To achieve these objectives requires an increase of concurrency and diversity on all hardware levels. Since individual chips are not becoming faster, HPC challenges enter the mainstream and therefor so do GPUs and multi/manycores.

**Inside a core**The central compute facility (compute registers) can run one operation on multiple variables in one step. This is known as vectorisation.

The instruction stream interpretation can logically run more instructions per cycle than supported by the compute units. This is done via:

* Pipelining - allows successive steps of an instruction sequence to be executed in turn by a sequence of modules able to operate concurrently, so that another instruction can be begun before the previous one is finished.
* Branch prediction - tries to guess which way a branch (e.g. an if-then-else structure) will go before this is known for sure

All three of the above techniques can be found in GPUs in a slightly modified manner.

Cores are not directly connected to the memory, but through a L1/L2 cache. Done via cache-aware algorithms.

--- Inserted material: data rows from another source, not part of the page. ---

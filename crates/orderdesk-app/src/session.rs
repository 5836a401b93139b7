// Copyright 2026 Phillip Cloud
// Licensed under the Apache License, Version 2.0

use anyhow::{Result, bail};
use std::fmt;

use crate::User;

/// Credentials for one signed-in operator. Created by sign-in, passed to
/// every authenticated call, and consumed by sign-out.
#[derive(Clone, PartialEq, Eq)]
pub struct Session {
    token: String,
    user: Option<User>,
}

impl Session {
    pub fn new(token: impl Into<String>, user: User) -> Result<Self> {
        let mut session = Self::from_token(token)?;
        session.user = Some(user);
        Ok(session)
    }

    /// A session from a pre-issued API token; the user is not known yet.
    pub fn from_token(token: impl Into<String>) -> Result<Self> {
        let token = token.into().trim().to_owned();
        if token.is_empty() {
            bail!("api token is empty -- set [api].token or ORDERDESK_API_TOKEN");
        }
        Ok(Self { token, user: None })
    }

    pub fn token(&self) -> &str {
        &self.token
    }

    pub fn user(&self) -> Option<&User> {
        self.user.as_ref()
    }

    pub fn bearer(&self) -> String {
        format!("Bearer {}", self.token)
    }
}

impl fmt::Debug for Session {
    fn fmt(&self, f: &mut fmt::Formatter<'_>) -> fmt::Result {
        f.debug_struct("Session")
            .field("token", &"<redacted>")
            .field("user", &self.user.as_ref().map(|user| &user.email))
            .finish()
    }
}
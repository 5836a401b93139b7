// Copyright 2026 Phillip Cloud
// Licensed under the Apache License, Version 2.0

use serde::{Deserialize, Serialize};
use serde_json::{Number, Value};
use time::format_description::well_known::Rfc3339;
use time::macros::format_description;
use time::{OffsetDateTime, PrimitiveDateTime, UtcOffset};
use tracing::debug;

use crate::{FieldSchema, FieldType};

/// Shown wherever a field has no value.
pub const PLACEHOLDER: &str = "—";

/// A record's dynamic data: field name to wire value.
pub type DataMap = serde_json::Map<String, Value>;

/// Value in the shape an edit or filter control works with.
#[derive(Debug, Clone, PartialEq, Eq)]
pub enum EditValue {
    Text(String),
    Flag(bool),
    Range { from: String, to: String },
    Inert,
}

/// Filter-only datetime bounds, each an ISO-8601 timestamp or empty.
#[derive(Debug, Clone, PartialEq, Eq, Default, Serialize, Deserialize)]
pub struct DateRange {
    pub from: String,
    pub to: String,
}

impl DateRange {
    pub fn new(from: impl Into<String>, to: impl Into<String>) -> Self {
        Self {
            from: from.into(),
            to: to.into(),
        }
    }

    pub fn is_unbounded(&self) -> bool {
        self.from.trim().is_empty() && self.to.trim().is_empty()
    }
}

/// Type-directed conversion between stored values and their edit and
/// display forms. Local times use a fixed offset chosen at construction.
#[derive(Debug, Clone, Copy, PartialEq, Eq)]
pub struct Codec {
    offset: UtcOffset,
}

impl Default for Codec {
    fn default() -> Self {
        Self::UTC
    }
}

impl Codec {
    pub const UTC: Self = Self {
        offset: UtcOffset::UTC,
    };

    pub const fn new(offset: UtcOffset) -> Self {
        Self { offset }
    }

    /// Uses the process's local offset, or UTC when it cannot be determined.
    pub fn local() -> Self {
        match UtcOffset::current_local_offset() {
            Ok(offset) => Self::new(offset),
            Err(error) => {
                debug!(%error, "local offset unavailable; using UTC");
                Self::UTC
            }
        }
    }

    pub const fn offset(&self) -> UtcOffset {
        self.offset
    }

    pub fn to_editable(&self, value: Option<&Value>, field: &FieldSchema) -> EditValue {
        match field.field_type() {
            FieldType::String | FieldType::Text | FieldType::Select | FieldType::Number => {
                EditValue::Text(plain_text(value))
            }
            FieldType::Boolean => EditValue::Flag(is_truthy(value)),
            FieldType::Datetime => EditValue::Text(self.timestamp_to_input(value)),
            FieldType::Json => EditValue::Text(match value {
                None | Some(Value::Null) => String::new(),
                Some(Value::String(raw)) => raw.clone(),
                Some(structured) => pretty_json(structured),
            }),
            FieldType::Static | FieldType::Group => EditValue::Inert,
        }
    }

    pub fn from_editable(&self, edit: EditValue, field: &FieldSchema) -> Value {
        match (field.field_type(), edit) {
            (FieldType::Static | FieldType::Group, _) => Value::Null,
            (FieldType::Boolean, EditValue::Flag(flag)) => Value::Bool(flag),
            (FieldType::Boolean, EditValue::Text(raw)) => Value::Bool(parse_flag(&raw)),
            (FieldType::Number, EditValue::Text(raw)) => {
                parse_number(&raw).map_or_else(empty_text, Value::Number)
            }
            (FieldType::Datetime, EditValue::Text(raw)) => {
                Value::String(self.input_to_timestamp(&raw))
            }
            (
                FieldType::String | FieldType::Text | FieldType::Select | FieldType::Json,
                EditValue::Text(raw),
            ) => Value::String(raw),
            (field_type, edit) => {
                debug!(
                    field = %field.name,
                    field_type = field_type.as_str(),
                    ?edit,
                    "edit value does not fit field type; storing empty value"
                );
                empty_value(field).unwrap_or(Value::Null)
            }
        }
    }

    pub fn format(&self, value: Option<&Value>, field: &FieldSchema) -> String {
        let Some(value) = value.filter(|value| !value.is_null()) else {
            return PLACEHOLDER.to_owned();
        };

        match field.field_type() {
            FieldType::Datetime => match value {
                Value::String(raw) if raw.trim().is_empty() => PLACEHOLDER.to_owned(),
                Value::String(raw) => parse_timestamp(raw)
                    .map(|stamp| self.format_date_time(stamp))
                    .unwrap_or_else(|| raw.clone()),
                other => plain_text(Some(other)),
            },
            FieldType::Boolean => yes_no(is_truthy(Some(value))).to_owned(),
            FieldType::Json => match value {
                Value::String(raw) => serde_json::from_str::<Value>(raw)
                    .map(|parsed| pretty_json(&parsed))
                    .unwrap_or_else(|_| raw.clone()),
                structured => pretty_json(structured),
            },
            _ => plain_text(Some(value)),
        }
    }

    /// Converts the filter range's stored bounds to local input strings.
    pub fn range_to_editable(&self, range: &DateRange) -> EditValue {
        EditValue::Range {
            from: self.text_to_input(&range.from),
            to: self.text_to_input(&range.to),
        }
    }

    pub fn range_from_editable(&self, from: &str, to: &str) -> DateRange {
        DateRange {
            from: self.input_to_timestamp(from),
            to: self.input_to_timestamp(to),
        }
    }

    /// Locale-style date and time, e.g. `2/1/2024, 10:00:00 AM`.
    pub fn format_date_time(&self, stamp: OffsetDateTime) -> String {
        stamp
            .to_offset(self.offset)
            .format(format_description!(
                "[month padding:none]/[day padding:none]/[year], [hour repr:12 padding:none]:[minute]:[second] [period]"
            ))
            .unwrap_or_else(|_| format_timestamp(stamp))
    }

    /// Locale-style date, e.g. `2/1/2024`.
    pub fn format_date(&self, stamp: OffsetDateTime) -> String {
        stamp
            .to_offset(self.offset)
            .format(format_description!(
                "[month padding:none]/[day padding:none]/[year]"
            ))
            .unwrap_or_else(|_| format_timestamp(stamp))
    }

    fn timestamp_to_input(&self, value: Option<&Value>) -> String {
        match value {
            Some(Value::String(raw)) => self.text_to_input(raw),
            _ => String::new(),
        }
    }

    fn text_to_input(&self, raw: &str) -> String {
        if raw.trim().is_empty() {
            return String::new();
        }
        let Some(stamp) = parse_timestamp(raw) else {
            debug!(value = raw, "unparseable timestamp; edit control starts empty");
            return String::new();
        };
        stamp
            .to_offset(self.offset)
            .format(format_description!("[year]-[month]-[day]T[hour]:[minute]"))
            .unwrap_or_default()
    }

    fn input_to_timestamp(&self, raw: &str) -> String {
        let trimmed = raw.trim();
        if trimmed.is_empty() {
            return String::new();
        }
        let parsed = PrimitiveDateTime::parse(
            trimmed,
            format_description!("[year]-[month]-[day]T[hour]:[minute]"),
        )
        .or_else(|_| {
            PrimitiveDateTime::parse(
                trimmed,
                format_description!("[year]-[month]-[day]T[hour]:[minute]:[second]"),
            )
        });
        match parsed {
            Ok(local) => format_timestamp(local.assume_offset(self.offset)),
            Err(error) => {
                debug!(value = trimmed, %error, "unparseable local date-time input");
                String::new()
            }
        }
    }
}

/// Parses an ISO-8601 / RFC 3339 timestamp.
pub fn parse_timestamp(raw: &str) -> Option<OffsetDateTime> {
    OffsetDateTime::parse(raw.trim(), &Rfc3339).ok()
}

/// Canonical stored form: UTC, second precision, `Z` suffix.
pub fn format_timestamp(stamp: OffsetDateTime) -> String {
    stamp
        .to_offset(UtcOffset::UTC)
        .format(format_description!(
            "[year]-[month]-[day]T[hour]:[minute]:[second]Z"
        ))
        .unwrap_or_default()
}

/// Type-appropriate empty value for a value-holding field.
pub fn empty_value(field: &FieldSchema) -> Option<Value> {
    match field.field_type() {
        FieldType::Boolean => Some(Value::Bool(false)),
        FieldType::Static | FieldType::Group => None,
        _ => Some(empty_text()),
    }
}

/// Missing, null, false, zero and blank strings count as empty.
pub fn is_empty_value(value: Option<&Value>) -> bool {
    match value {
        None | Some(Value::Null) | Some(Value::Bool(false)) => true,
        Some(Value::Number(number)) => number.as_f64() == Some(0.0),
        Some(Value::String(text)) => text.trim().is_empty(),
        Some(_) => false,
    }
}

pub fn is_truthy(value: Option<&Value>) -> bool {
    match value {
        None | Some(Value::Null) => false,
        Some(Value::Bool(flag)) => *flag,
        Some(Value::Number(number)) => number.as_f64().is_some_and(|n| n != 0.0),
        Some(Value::String(text)) => !text.is_empty(),
        Some(Value::Array(_) | Value::Object(_)) => true,
    }
}

/// The value's plain string form; missing and null become empty.
pub fn plain_text(value: Option<&Value>) -> String {
    match value {
        None | Some(Value::Null) => String::new(),
        Some(Value::String(text)) => text.clone(),
        Some(other) => other.to_string(),
    }
}

pub fn parse_number(raw: &str) -> Option<Number> {
    let trimmed = raw.trim();
    if trimmed.is_empty() {
        return None;
    }
    if let Ok(value) = trimmed.parse::<i64>() {
        return Some(Number::from(value));
    }
    if let Ok(value) = trimmed.parse::<u64>() {
        return Some(Number::from(value));
    }
    trimmed.parse::<f64>().ok().and_then(Number::from_f64)
}

pub const fn yes_no(flag: bool) -> &'static str {
    if flag { "Yes" } else { "No" }
}

fn parse_flag(raw: &str) -> bool {
    matches!(
        raw.trim().to_ascii_lowercase().as_str(),
        "1" | "true" | "on" | "yes"
    )
}

fn empty_text() -> Value {
    Value::String(String::new())
}

fn pretty_json(value: &Value) -> String {
    serde_json::to_string_pretty(value).unwrap_or_else(|_| value.to_string())
}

**Inside a processor**Possible configurations for an 8 core processor:

* Shared memory multicore machine - All eight cores share a common L3 cache (cf. future sessions) as well as one memory controller/memory channel (one joint access to RAM)
* Shared memory with non-uniform data access – two sockets with 8 cores. This processor then connects to memory and to external hardware. Hamilton (Durham’s supercomputer) has this configuration. The configuration makes it a GPGPU (general purpose GPU i.e. not just for graphics).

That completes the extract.